No. 14 Squadron

I spread my wings and keep my promise

Group
No. 19 Group
Command
Bomber Command
Home station
RAF Chivenor
Formed
3 February 1915
Disbanded
1 June 1945

In the database: 1 aircraft.

History

No. 14 Squadron was formed on 3 February 1915 at Shoreham as part of the Royal Flying Corps, and spent much of its inter-war existence in the Middle East, particularly Palestine and Transjordan — a posting reflected in its motto, drawn from the Quran at the suggestion of the Emir of Transjordan: “I spread my wings and keep my promise.” At the outbreak of the Second World War the squadron was already based in the region, and moved to Port Sudan in May 1940 to face the Italian forces massing in East Africa. Flying Vickers Wellesleys, it opened its wartime account on the night of 11–12 June 1940, bombing fuel storage and the airfield at Massawa in Eritrea, and went on to range widely over Eritrea and Ethiopia.
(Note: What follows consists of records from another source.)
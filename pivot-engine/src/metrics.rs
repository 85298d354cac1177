//! FILENAME: pivot-engine/src/metrics.rs
//! Metric Registry - named metric definitions and their evaluation.
//!
//! Requested metrics are resolved into a `MetricPlan`: a topologically
//! ordered list of steps where ratio steps refer to earlier steps. The plan
//! checks every source field against the catalog up front, so accumulating
//! and finishing a group never fails.
//!
//! Empty groups: count 0, sum 0, distinct count 0, mean null; a ratio is
//! null whenever its numerator is null or its denominator is null or zero.

use crate::definition::{MetricDef, MetricKind};
use log::debug;
use rustc_hash::{FxHashMap, FxHashSet};
use segment_engine::{DimensionCatalog, DimensionType, SegmentError, SegmentResult, Value, ValueKey};
use serde::{Deserialize, Serialize};
use smallvec::SmallVec;

/// Name of the count metric every registry starts with.
pub const COUNT_METRIC: &str = "count";

/// Metric values of one group, aligned with the requested metric names.
pub type MetricValues = SmallVec<[Option<f64>; 4]>;

// ============================================================================
// REGISTRY
// ============================================================================

/// Named metric definitions, in registration order.
#[derive(Debug, Clone, PartialEq, Serialize, Deserialize)]
#[serde(try_from = "Vec<MetricDef>", into = "Vec<MetricDef>")]
pub struct MetricRegistry {
    defs: Vec<MetricDef>,
    index: FxHashMap<String, usize>,
}

impl Default for MetricRegistry {
    fn default() -> Self {
        MetricRegistry::new()
    }
}

impl MetricRegistry {
    /// A registry holding only `count`.
    pub fn new() -> Self {
        let mut registry = MetricRegistry {
            defs: Vec::new(),
            index: FxHashMap::default(),
        };
        registry.insert(MetricDef::count(COUNT_METRIC));
        registry
    }

    /// The analytics metric set: Count, Total Revenue, Avg LTV,
    /// Retention Rate, Total Orders and Avg AOV.
    pub fn standard() -> Self {
        let mut registry = MetricRegistry::new();
        for def in [
            MetricDef::count("Count"),
            MetricDef::sum("Total Revenue", "total_revenue"),
            MetricDef::mean("Avg LTV", "ltv"),
            MetricDef::mean("Retention Rate", "is_retained"),
            MetricDef::sum("Total Orders", "total_orders"),
            MetricDef::ratio("Avg AOV", "Total Revenue", "Total Orders"),
        ] {
            registry.insert(def);
        }
        registry
    }

    fn insert(&mut self, def: MetricDef) {
        self.index.insert(def.name.clone(), self.defs.len());
        self.defs.push(def);
    }

    /// Registers a metric. Dependencies are resolved at plan time, so a
    /// ratio may name metrics registered later.
    pub fn register(&mut self, def: MetricDef) -> SegmentResult<()> {
        if def.name.trim().is_empty() {
            return Err(SegmentError::config("Metric name must not be empty"));
        }
        if self.index.contains_key(&def.name) {
            return Err(SegmentError::config(format!(
                "Metric '{}' is already registered",
                def.name
            )));
        }
        debug!(target: "METRIC", "Registered metric '{}'", def.name);
        self.insert(def);
        Ok(())
    }

    pub fn get(&self, name: &str) -> Option<&MetricDef> {
        self.index.get(name).map(|&i| &self.defs[i])
    }

    pub fn names(&self) -> Vec<&str> {
        self.defs.iter().map(|d| d.name.as_str()).collect()
    }

    pub fn len(&self) -> usize {
        self.defs.len()
    }

    pub fn is_empty(&self) -> bool {
        self.defs.is_empty()
    }

    /// Resolves requested metrics into an evaluation plan.
    pub fn plan(&self, metrics: &[String], catalog: &DimensionCatalog) -> SegmentResult<MetricPlan> {
        if metrics.is_empty() {
            return Err(SegmentError::computation("At least one metric is required"));
        }

        let mut resolver = PlanResolver {
            registry: self,
            catalog,
            steps: Vec::new(),
            step_of: FxHashMap::default(),
            path: Vec::new(),
        };
        let outputs = metrics
            .iter()
            .map(|name| resolver.resolve(name))
            .collect::<SegmentResult<SmallVec<[usize; 4]>>>()?;

        debug!(
            target: "METRIC",
            "Planned {} metrics in {} steps",
            metrics.len(),
            resolver.steps.len()
        );
        Ok(MetricPlan {
            names: metrics.to_vec(),
            steps: resolver.steps,
            outputs,
        })
    }

    /// Computes the named metrics over one group of schema-aligned rows.
    pub fn compute<'a>(
        &self,
        rows: impl IntoIterator<Item = &'a [Value]>,
        metrics: &[String],
        catalog: &DimensionCatalog,
    ) -> SegmentResult<Vec<(String, Option<f64>)>> {
        let plan = self.plan(metrics, catalog)?;
        let mut acc = plan.accumulator();
        for row in rows {
            plan.add(&mut acc, row);
        }
        Ok(plan
            .names()
            .iter()
            .cloned()
            .zip(plan.finish(&acc))
            .collect())
    }
}

impl TryFrom<Vec<MetricDef>> for MetricRegistry {
    type Error = SegmentError;

    fn try_from(defs: Vec<MetricDef>) -> SegmentResult<Self> {
        let mut registry = MetricRegistry::new();
        for def in defs {
            if def.name == COUNT_METRIC && def.kind == MetricKind::Count {
                continue;
            }
            registry.register(def)?;
        }
        Ok(registry)
    }
}

impl From<MetricRegistry> for Vec<MetricDef> {
    fn from(registry: MetricRegistry) -> Self {
        registry.defs
    }
}

// ============================================================================
// PLAN
// ============================================================================

/// One evaluation step. Ratio operands index earlier steps.
#[derive(Debug, Clone, PartialEq)]
enum Step {
    Count,
    Sum { column: usize },
    Mean { column: usize },
    DistinctCount { column: usize },
    Ratio { numerator: usize, denominator: usize },
}

struct PlanResolver<'a> {
    registry: &'a MetricRegistry,
    catalog: &'a DimensionCatalog,
    steps: Vec<Step>,
    step_of: FxHashMap<String, usize>,
    /// Metrics currently being resolved, outermost first.
    path: Vec<String>,
}

impl PlanResolver<'_> {
    /// Depth-first resolution; dependencies get lower step indices.
    fn resolve(&mut self, name: &str) -> SegmentResult<usize> {
        if let Some(&step) = self.step_of.get(name) {
            return Ok(step);
        }
        if let Some(start) = self.path.iter().position(|n| n == name) {
            let mut cycle: Vec<&str> = self.path[start..].iter().map(String::as_str).collect();
            cycle.push(name);
            return Err(SegmentError::computation(format!(
                "Circular metric dependency: {}",
                cycle.join(" -> ")
            )));
        }

        let registry = self.registry;
        let def = registry.get(name).ok_or_else(|| match self.path.last() {
            Some(parent) => SegmentError::computation(format!(
                "Metric '{}' depends on unregistered metric '{}'",
                parent, name
            )),
            None => SegmentError::computation(format!("Metric '{}' is not registered", name)),
        })?;

        self.path.push(name.to_string());
        let step = match &def.kind {
            MetricKind::Count => Step::Count,
            MetricKind::Sum { field } => Step::Sum {
                column: numeric_column(self.catalog, field)?,
            },
            MetricKind::Mean { field } => Step::Mean {
                column: numeric_column(self.catalog, field)?,
            },
            MetricKind::DistinctCount { field } => Step::DistinctCount {
                column: self.catalog.index_of(field)?,
            },
            MetricKind::Ratio {
                numerator,
                denominator,
            } => Step::Ratio {
                numerator: self.resolve(numerator)?,
                denominator: self.resolve(denominator)?,
            },
        };
        self.path.pop();

        self.steps.push(step);
        let index = self.steps.len() - 1;
        self.step_of.insert(name.to_string(), index);
        Ok(index)
    }

}

/// Column of a field that sums and means can read: numbers, or booleans
/// counted as 1 and 0.
pub(crate) fn numeric_column(catalog: &DimensionCatalog, field: &str) -> SegmentResult<usize> {
    let info = catalog.describe(field)?;
    match info.dimension_type {
        DimensionType::Numeric | DimensionType::Boolean => Ok(info.index),
        other => Err(SegmentError::TypeMismatch {
            dimension: field.to_string(),
            expected: "numeric or boolean".to_string(),
            found: other.name().to_string(),
            position: None,
        }),
    }
}

/// A resolved, validated evaluation plan for a list of metrics.
#[derive(Debug, Clone, PartialEq)]
pub struct MetricPlan {
    names: Vec<String>,
    steps: Vec<Step>,
    outputs: SmallVec<[usize; 4]>,
}

/// Exact running sum kept as non-overlapping partials (Shewchuk). The
/// rounded total does not depend on the order values were added in.
#[derive(Debug, Clone, Default, PartialEq)]
pub(crate) struct ExactSum {
    partials: SmallVec<[f64; 4]>,
    /// Sum of the infinite and NaN inputs.
    special: f64,
}

impl ExactSum {
    pub(crate) fn add(&mut self, value: f64) {
        if !value.is_finite() {
            self.special += value;
            return;
        }
        let mut x = value;
        let mut kept = 0;
        for j in 0..self.partials.len() {
            let mut y = self.partials[j];
            if x.abs() < y.abs() {
                std::mem::swap(&mut x, &mut y);
            }
            let hi = x + y;
            let lo = y - (hi - x);
            if lo != 0.0 {
                self.partials[kept] = lo;
                kept += 1;
            }
            x = hi;
        }
        self.partials.truncate(kept);
        self.partials.push(x);
    }

    /// The correctly rounded total.
    pub(crate) fn total(&self) -> f64 {
        if self.special != 0.0 {
            return self.special;
        }
        let mut n = self.partials.len();
        if n == 0 {
            return 0.0;
        }
        n -= 1;
        let mut hi = self.partials[n];
        let mut lo = 0.0;
        while n > 0 {
            let x = hi;
            let y = self.partials[n - 1];
            n -= 1;
            hi = x + y;
            lo = y - (hi - x);
            if lo != 0.0 {
                break;
            }
        }
        // Round half-even across the remaining partials.
        let same_sign = |p: f64| (lo < 0.0 && p < 0.0) || (lo > 0.0 && p > 0.0);
        if n > 0 && same_sign(self.partials[n - 1]) {
            let y = lo * 2.0;
            let x = hi + y;
            if y == x - hi {
                hi = x;
            }
        }
        hi
    }
}

/// Running state of one step.
#[derive(Debug, Clone, PartialEq)]
enum Slot {
    Empty,
    Numeric { sum: ExactSum, count: u64 },
    Distinct(FxHashSet<ValueKey>),
}

/// Per-group accumulation state for a plan.
#[derive(Debug, Clone, PartialEq)]
pub struct GroupAccumulator {
    count: u64,
    slots: SmallVec<[Slot; 4]>,
}

impl GroupAccumulator {
    /// Number of records added.
    pub fn count(&self) -> u64 {
        self.count
    }
}

impl MetricPlan {
    /// Requested metric names, in output order.
    pub fn names(&self) -> &[String] {
        &self.names
    }

    pub fn accumulator(&self) -> GroupAccumulator {
        GroupAccumulator {
            count: 0,
            slots: self
                .steps
                .iter()
                .map(|step| match step {
                    Step::Sum { .. } | Step::Mean { .. } => Slot::Numeric {
                        sum: ExactSum::default(),
                        count: 0,
                    },
                    Step::DistinctCount { .. } => Slot::Distinct(FxHashSet::default()),
                    Step::Count | Step::Ratio { .. } => Slot::Empty,
                })
                .collect(),
        }
    }

    /// Feeds one schema-aligned row into a group. Missing values are skipped.
    pub fn add(&self, acc: &mut GroupAccumulator, row: &[Value]) {
        acc.count += 1;
        for (step, slot) in self.steps.iter().zip(acc.slots.iter_mut()) {
            match (step, slot) {
                (Step::Sum { column } | Step::Mean { column }, Slot::Numeric { sum, count }) => {
                    if let Some(n) = row[*column].as_number() {
                        sum.add(n);
                        *count += 1;
                    }
                }
                (Step::DistinctCount { column }, Slot::Distinct(seen)) => {
                    let value = &row[*column];
                    if !value.is_missing() {
                        seen.insert(value.key());
                    }
                }
                _ => {}
            }
        }
    }

    /// Final metric values of a group, aligned with `names()`.
    pub fn finish(&self, acc: &GroupAccumulator) -> MetricValues {
        let mut values: SmallVec<[Option<f64>; 8]> = SmallVec::with_capacity(self.steps.len());
        for (step, slot) in self.steps.iter().zip(acc.slots.iter()) {
            let value = match (step, slot) {
                (Step::Count, _) => Some(acc.count as f64),
                (Step::Sum { .. }, Slot::Numeric { sum, .. }) => Some(sum.total()),
                (Step::Mean { .. }, Slot::Numeric { sum, count }) => {
                    if *count > 0 {
                        Some(sum.total() / *count as f64)
                    } else {
                        None
                    }
                }
                (Step::DistinctCount { .. }, Slot::Distinct(seen)) => Some(seen.len() as f64),
                (Step::Ratio { numerator, denominator }, _) => {
                    match (values[*numerator], values[*denominator]) {
                        (Some(n), Some(d)) if d != 0.0 => Some(n / d),
                        _ => None,
                    }
                }
                _ => None,
            };
            values.push(value);
        }
        self.outputs.iter().map(|&i| values[i]).collect()
    }
}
The squadron subsequently re-equipped with Bristol Blenheim IVs and then Martin Marauders — becoming the first RAF squadron to fly the American type operationally — conducting bombing and anti-shipping strikes across the Western Desert, North Africa and the central Mediterranean. From March 1943 it turned to anti-submarine patrol work out of Algeria and later Sardinia before transferring to RAF Chivenor in October 1944, where it flew Wellington XIVs over the Western Approaches and Bay of Biscay until disbanding on 1 June 1945.